They were past the beaten-down fields where the tents had been. Ahead, a paved byroad split off from the highway. It was broader and smoother than the state road. The phoners were streaming up this byway and disappearing into a slot in the woods. Looming high above the trees half a mile or so farther on was a steel gantrylike structure Clay recognized at once from his dreams. He thought it had to be some sort of amusement attraction, maybe a Parachute Drop.
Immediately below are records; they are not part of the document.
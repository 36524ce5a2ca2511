//! WebSocket Transport
//!
//! Session pumps for upgraded sockets and the protobuf frames sent to
//! clients.

pub mod session;

use axum::body::Bytes;
use prost::Message as _;

use crate::domain::feed::{BidAsk, Quote, Tick, TradeExecution};
use crate::infrastructure::upstream::proto;

pub use session::{PING, PONG, SessionError, SessionHandle, SessionState};

/// Events that can be written to a session as a binary frame.
pub trait OutboundFrame {
    /// Protobuf encoding of the event.
    fn encode_frame(&self) -> Bytes;
}

impl OutboundFrame for Tick {
    fn encode_frame(&self) -> Bytes {
        proto::MarketFrame::from(self).encode_to_vec().into()
    }
}

impl OutboundFrame for BidAsk {
    fn encode_frame(&self) -> Bytes {
        proto::MarketFrame::from(self).encode_to_vec().into()
    }
}

impl OutboundFrame for Quote {
    fn encode_frame(&self) -> Bytes {
        proto::StockQuote::from(self).encode_to_vec().into()
    }
}

impl OutboundFrame for TradeExecution {
    fn encode_frame(&self) -> Bytes {
        proto::Trade::from(self).encode_to_vec().into()
    }
}

#[cfg(test)]
mod tests {
    use chrono::Utc;
    use prost::Message;
    use rust_decimal::Decimal;

    use super::*;
    use crate::domain::feed::PriceLevel;

    #[test]
    fn bid_ask_frame_is_tagged() {
        let bid_ask = BidAsk {
            code: "MXF".to_string(),
            bids: vec![PriceLevel {
                price: Decimal::new(100, 0),
                volume: 2,
            }],
            asks: Vec::new(),
            timestamp: Utc::now(),
        };
        let frame = proto::MarketFrame::decode(bid_ask.encode_frame()).unwrap();
        assert!(matches!(
            frame.payload,
            Some(proto::market_frame::Payload::BidAsk(ref b)) if b.code == "MXF" && b.bids.len() == 1
        ));
    }

    #[test]
    fn quote_frame_is_a_bare_stock_quote() {
        let quote = Quote {
            code: "2330".to_string(),
            price: Decimal::new(580, 0),
            price_change: Decimal::ONE,
            volume: 7,
            timestamp: Utc::now(),
        };
        let frame = proto::StockQuote::decode(quote.encode_frame()).unwrap();
        assert_eq!(frame.code, "2330");
        assert_eq!(frame.volume, 7);
    }
}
There was a billboard at the junction of the highway and the byroad, showing a laughing family– dad, mom, sonny, and little sis—walking into a wonderland of rides, games, and agricultural exhibits.

NORTHERN COUNTIES EXPO
GALA FIREWORKS SHOW OCTOBER 5TH
VISIT KASHWAKAMAK HALL
THE "NORTH END" OPEN "24/7" OCTOBER 5-15
YOU'LL SAY "WOW!!!"

Standing below this billboard was the Raggedy Man. He raised one hand and held it out in a stop gesture.

Oh Jesus, Clay thought, and pulled the minibus up beside him. The Raggedy Man's eyes, which Clay hadn't been able to get right in his drawing at Gaiten, looked simultaneously dazed and full of malevolent interest. Clay told himself it was impossible for them to appear both ways at the same time, but they did. Sometimes the dazed dullness was foremost in them; a moment later it seemed to be that weirdly unpleasant avidity.

He can't want to get on with us.

But the Raggedy Man did, it seemed. He lifted his hands to the door with the palms pressed together, then opened them. The gesture was rather pretty—like a man indicating this bird has flown —but the hands themselves were black with filth, and the little finger on the left one had been badly broken in what looked like two places.

These are the new people, Clay thought. Telepaths who don't take baths.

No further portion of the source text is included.